◆ **Exercise objective**: Go through the entries below and count the lines holding the word "boundary". Reply with only the number, please.

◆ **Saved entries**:

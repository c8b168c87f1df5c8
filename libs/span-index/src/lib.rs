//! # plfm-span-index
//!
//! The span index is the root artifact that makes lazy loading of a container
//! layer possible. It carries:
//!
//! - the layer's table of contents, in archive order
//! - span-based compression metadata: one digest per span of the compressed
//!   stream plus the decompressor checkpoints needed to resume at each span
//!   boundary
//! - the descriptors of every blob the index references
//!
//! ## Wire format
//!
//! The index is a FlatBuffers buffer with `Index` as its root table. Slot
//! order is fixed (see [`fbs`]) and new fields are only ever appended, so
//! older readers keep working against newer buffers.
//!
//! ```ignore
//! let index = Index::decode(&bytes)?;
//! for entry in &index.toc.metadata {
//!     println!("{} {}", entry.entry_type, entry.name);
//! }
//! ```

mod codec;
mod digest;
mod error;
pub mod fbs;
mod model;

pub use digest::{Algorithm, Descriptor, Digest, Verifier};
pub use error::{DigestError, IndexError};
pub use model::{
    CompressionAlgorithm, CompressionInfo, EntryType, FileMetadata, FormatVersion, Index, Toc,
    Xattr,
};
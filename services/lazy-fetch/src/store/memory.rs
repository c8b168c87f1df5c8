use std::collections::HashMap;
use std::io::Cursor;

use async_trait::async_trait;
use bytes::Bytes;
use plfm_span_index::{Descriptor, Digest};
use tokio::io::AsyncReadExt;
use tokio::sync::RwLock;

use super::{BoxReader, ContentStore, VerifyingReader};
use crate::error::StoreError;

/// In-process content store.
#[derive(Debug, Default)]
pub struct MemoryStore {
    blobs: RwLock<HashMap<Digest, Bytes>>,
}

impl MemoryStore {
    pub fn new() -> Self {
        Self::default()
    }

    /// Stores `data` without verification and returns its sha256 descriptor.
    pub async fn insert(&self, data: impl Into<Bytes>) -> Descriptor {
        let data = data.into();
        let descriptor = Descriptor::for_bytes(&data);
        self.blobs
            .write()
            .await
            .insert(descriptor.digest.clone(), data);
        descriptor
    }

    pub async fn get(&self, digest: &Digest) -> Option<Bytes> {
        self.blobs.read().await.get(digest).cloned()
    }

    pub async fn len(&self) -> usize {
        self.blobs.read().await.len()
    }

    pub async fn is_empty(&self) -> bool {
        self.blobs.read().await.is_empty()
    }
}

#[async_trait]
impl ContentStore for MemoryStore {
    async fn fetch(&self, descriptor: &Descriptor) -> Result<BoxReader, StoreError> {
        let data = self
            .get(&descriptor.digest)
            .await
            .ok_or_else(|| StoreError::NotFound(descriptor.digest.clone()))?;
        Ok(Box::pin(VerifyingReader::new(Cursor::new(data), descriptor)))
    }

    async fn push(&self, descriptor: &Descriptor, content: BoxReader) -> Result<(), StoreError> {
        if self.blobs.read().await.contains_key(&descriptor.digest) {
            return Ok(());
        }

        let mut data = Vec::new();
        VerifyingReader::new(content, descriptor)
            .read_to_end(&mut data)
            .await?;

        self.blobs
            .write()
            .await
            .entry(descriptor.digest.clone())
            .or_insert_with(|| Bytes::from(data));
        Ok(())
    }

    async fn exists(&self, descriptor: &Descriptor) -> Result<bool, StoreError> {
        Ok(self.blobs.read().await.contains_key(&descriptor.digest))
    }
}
* * *
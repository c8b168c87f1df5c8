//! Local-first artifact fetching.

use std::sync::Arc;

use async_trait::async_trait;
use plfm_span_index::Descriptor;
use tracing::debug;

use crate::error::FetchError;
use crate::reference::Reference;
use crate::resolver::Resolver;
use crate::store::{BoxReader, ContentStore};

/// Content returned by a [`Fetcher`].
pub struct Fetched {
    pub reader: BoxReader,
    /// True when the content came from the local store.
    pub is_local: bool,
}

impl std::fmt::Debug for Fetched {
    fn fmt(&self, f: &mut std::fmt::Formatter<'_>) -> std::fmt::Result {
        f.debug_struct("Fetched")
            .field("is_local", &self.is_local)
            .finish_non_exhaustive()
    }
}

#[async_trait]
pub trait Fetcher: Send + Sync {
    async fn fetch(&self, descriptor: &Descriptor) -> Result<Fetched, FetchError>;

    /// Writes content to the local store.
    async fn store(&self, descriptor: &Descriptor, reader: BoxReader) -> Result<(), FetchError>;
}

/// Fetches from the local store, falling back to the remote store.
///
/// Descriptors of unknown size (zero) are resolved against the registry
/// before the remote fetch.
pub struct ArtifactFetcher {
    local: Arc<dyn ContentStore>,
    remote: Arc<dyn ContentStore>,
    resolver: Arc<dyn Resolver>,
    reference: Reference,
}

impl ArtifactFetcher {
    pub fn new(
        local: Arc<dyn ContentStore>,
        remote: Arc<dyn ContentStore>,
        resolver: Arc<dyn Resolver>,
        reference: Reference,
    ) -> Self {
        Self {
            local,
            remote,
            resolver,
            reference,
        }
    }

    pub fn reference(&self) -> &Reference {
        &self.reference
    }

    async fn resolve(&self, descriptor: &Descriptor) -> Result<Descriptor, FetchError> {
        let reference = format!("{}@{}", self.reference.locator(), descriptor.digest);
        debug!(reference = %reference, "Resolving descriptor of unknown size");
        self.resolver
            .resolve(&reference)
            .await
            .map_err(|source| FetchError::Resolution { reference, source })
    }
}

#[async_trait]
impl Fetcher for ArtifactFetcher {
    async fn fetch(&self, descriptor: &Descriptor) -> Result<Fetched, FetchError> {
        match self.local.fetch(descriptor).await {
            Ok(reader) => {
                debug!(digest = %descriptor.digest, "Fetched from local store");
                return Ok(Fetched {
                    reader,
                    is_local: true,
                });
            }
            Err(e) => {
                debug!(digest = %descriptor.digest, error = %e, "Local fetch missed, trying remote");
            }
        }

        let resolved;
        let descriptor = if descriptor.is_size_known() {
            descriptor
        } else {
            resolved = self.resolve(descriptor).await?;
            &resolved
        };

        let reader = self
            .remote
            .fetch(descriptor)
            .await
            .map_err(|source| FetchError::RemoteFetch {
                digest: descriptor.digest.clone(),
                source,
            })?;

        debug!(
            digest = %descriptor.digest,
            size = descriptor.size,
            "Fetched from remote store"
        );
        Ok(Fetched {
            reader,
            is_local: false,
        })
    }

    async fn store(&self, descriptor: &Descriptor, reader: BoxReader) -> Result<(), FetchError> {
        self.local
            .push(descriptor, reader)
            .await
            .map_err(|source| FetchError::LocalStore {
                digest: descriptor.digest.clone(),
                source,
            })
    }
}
==
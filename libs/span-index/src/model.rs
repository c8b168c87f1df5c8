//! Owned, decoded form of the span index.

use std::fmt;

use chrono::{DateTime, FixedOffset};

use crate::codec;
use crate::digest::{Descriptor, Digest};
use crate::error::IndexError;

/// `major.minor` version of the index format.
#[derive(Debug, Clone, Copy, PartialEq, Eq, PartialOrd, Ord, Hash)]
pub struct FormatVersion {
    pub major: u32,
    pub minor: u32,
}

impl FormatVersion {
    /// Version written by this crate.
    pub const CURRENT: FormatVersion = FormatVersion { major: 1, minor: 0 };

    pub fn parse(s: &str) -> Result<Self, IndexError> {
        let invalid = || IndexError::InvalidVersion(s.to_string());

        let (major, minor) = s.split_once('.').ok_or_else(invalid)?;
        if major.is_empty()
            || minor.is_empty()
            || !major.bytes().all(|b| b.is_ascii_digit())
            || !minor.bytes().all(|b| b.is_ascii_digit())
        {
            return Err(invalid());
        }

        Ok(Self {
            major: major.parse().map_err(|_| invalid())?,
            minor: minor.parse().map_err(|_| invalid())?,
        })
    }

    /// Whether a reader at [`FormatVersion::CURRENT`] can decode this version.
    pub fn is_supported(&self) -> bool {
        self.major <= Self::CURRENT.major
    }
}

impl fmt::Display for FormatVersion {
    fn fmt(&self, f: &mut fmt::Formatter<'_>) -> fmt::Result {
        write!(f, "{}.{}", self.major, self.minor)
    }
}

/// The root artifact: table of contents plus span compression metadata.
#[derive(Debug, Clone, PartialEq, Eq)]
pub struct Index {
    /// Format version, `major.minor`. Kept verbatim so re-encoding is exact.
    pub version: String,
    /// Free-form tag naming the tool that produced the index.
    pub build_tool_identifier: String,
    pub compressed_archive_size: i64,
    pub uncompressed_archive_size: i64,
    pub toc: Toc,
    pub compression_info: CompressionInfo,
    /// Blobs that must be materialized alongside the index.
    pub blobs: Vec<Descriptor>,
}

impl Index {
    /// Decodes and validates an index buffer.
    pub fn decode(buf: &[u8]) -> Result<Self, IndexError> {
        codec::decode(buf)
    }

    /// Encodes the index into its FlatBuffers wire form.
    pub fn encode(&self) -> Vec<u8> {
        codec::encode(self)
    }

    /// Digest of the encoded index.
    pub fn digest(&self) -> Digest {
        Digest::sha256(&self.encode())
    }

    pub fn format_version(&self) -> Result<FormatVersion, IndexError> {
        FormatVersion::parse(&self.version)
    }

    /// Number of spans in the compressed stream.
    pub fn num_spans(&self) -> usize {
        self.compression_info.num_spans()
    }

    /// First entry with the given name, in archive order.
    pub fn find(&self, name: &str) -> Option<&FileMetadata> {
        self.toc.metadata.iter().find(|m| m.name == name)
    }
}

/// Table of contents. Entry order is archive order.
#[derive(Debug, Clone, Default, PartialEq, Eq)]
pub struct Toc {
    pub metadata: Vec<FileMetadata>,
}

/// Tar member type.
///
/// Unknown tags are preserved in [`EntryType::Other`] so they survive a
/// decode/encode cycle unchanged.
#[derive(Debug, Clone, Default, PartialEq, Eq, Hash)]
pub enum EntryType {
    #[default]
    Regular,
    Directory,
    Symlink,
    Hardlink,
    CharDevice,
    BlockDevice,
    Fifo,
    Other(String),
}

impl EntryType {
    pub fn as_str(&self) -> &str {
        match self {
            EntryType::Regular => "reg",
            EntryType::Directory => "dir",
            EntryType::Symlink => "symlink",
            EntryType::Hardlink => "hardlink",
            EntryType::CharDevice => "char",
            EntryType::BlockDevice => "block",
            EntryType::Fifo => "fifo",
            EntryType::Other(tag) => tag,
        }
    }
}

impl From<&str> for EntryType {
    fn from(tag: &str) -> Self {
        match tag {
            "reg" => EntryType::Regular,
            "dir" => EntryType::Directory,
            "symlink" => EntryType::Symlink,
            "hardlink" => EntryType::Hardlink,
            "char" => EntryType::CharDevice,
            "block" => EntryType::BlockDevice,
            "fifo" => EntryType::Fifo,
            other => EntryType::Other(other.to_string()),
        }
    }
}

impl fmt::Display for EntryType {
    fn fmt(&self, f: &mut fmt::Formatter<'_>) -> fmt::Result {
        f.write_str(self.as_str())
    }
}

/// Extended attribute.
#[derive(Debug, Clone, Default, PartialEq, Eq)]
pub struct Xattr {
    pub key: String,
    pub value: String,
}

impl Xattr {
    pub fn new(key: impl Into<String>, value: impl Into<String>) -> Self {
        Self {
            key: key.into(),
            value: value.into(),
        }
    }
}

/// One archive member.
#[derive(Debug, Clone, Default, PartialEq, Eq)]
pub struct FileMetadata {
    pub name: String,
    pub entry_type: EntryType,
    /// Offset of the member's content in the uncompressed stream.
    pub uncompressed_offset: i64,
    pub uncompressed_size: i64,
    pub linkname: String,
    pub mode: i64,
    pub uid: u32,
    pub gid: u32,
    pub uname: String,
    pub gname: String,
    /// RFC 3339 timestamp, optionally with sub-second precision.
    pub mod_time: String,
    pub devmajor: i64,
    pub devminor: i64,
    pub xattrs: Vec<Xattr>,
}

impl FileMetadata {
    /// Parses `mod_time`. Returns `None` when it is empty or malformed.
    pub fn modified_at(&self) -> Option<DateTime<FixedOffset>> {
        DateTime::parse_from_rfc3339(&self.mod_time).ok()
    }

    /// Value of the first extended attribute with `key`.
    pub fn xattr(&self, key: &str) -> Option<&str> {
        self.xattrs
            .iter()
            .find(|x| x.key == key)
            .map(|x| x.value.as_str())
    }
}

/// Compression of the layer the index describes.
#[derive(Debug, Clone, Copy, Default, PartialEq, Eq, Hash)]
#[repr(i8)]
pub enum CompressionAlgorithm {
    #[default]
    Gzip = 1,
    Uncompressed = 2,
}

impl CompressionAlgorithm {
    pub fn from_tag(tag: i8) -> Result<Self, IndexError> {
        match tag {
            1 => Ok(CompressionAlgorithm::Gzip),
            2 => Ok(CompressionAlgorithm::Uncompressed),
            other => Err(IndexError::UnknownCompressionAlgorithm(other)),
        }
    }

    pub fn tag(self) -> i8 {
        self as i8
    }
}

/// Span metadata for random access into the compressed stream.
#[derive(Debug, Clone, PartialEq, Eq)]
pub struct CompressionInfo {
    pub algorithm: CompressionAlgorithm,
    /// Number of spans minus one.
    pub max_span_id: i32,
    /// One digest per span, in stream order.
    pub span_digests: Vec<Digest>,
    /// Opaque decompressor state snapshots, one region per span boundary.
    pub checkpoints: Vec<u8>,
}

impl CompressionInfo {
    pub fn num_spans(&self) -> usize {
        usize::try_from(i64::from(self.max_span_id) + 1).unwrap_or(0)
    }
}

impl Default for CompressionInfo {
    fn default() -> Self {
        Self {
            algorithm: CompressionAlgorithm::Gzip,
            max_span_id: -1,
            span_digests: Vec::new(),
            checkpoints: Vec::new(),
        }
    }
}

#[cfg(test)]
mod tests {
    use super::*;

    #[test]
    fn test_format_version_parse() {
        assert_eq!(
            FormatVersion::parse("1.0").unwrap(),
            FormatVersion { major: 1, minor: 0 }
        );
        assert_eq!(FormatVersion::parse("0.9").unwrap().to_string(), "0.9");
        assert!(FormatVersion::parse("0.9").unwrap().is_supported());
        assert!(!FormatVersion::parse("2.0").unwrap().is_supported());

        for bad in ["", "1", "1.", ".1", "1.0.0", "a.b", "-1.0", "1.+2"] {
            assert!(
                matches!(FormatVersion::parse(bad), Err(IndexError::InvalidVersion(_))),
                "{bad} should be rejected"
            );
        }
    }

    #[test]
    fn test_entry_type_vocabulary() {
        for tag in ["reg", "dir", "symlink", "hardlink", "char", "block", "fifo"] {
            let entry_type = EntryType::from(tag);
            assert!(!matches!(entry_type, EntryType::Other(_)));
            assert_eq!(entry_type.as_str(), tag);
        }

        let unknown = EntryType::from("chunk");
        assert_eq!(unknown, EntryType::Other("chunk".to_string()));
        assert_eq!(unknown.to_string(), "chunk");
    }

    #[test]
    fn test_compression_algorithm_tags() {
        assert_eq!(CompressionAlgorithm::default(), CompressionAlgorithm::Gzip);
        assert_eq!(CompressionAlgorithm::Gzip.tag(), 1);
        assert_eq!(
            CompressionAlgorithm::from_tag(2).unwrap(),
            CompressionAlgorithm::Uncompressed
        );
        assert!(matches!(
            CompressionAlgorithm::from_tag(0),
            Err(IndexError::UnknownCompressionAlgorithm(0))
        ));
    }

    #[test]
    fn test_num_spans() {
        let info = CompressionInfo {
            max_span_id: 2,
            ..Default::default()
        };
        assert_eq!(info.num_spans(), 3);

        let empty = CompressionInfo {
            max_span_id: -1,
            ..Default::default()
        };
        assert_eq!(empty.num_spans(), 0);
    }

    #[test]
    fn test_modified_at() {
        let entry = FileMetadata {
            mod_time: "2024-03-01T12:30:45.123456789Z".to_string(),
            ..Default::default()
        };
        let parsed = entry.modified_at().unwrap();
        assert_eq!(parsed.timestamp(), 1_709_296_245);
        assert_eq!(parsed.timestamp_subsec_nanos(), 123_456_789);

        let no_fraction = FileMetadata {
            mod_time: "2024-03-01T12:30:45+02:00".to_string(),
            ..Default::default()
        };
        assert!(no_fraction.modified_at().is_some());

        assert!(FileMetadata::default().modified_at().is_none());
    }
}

◆ **Written reply**: 2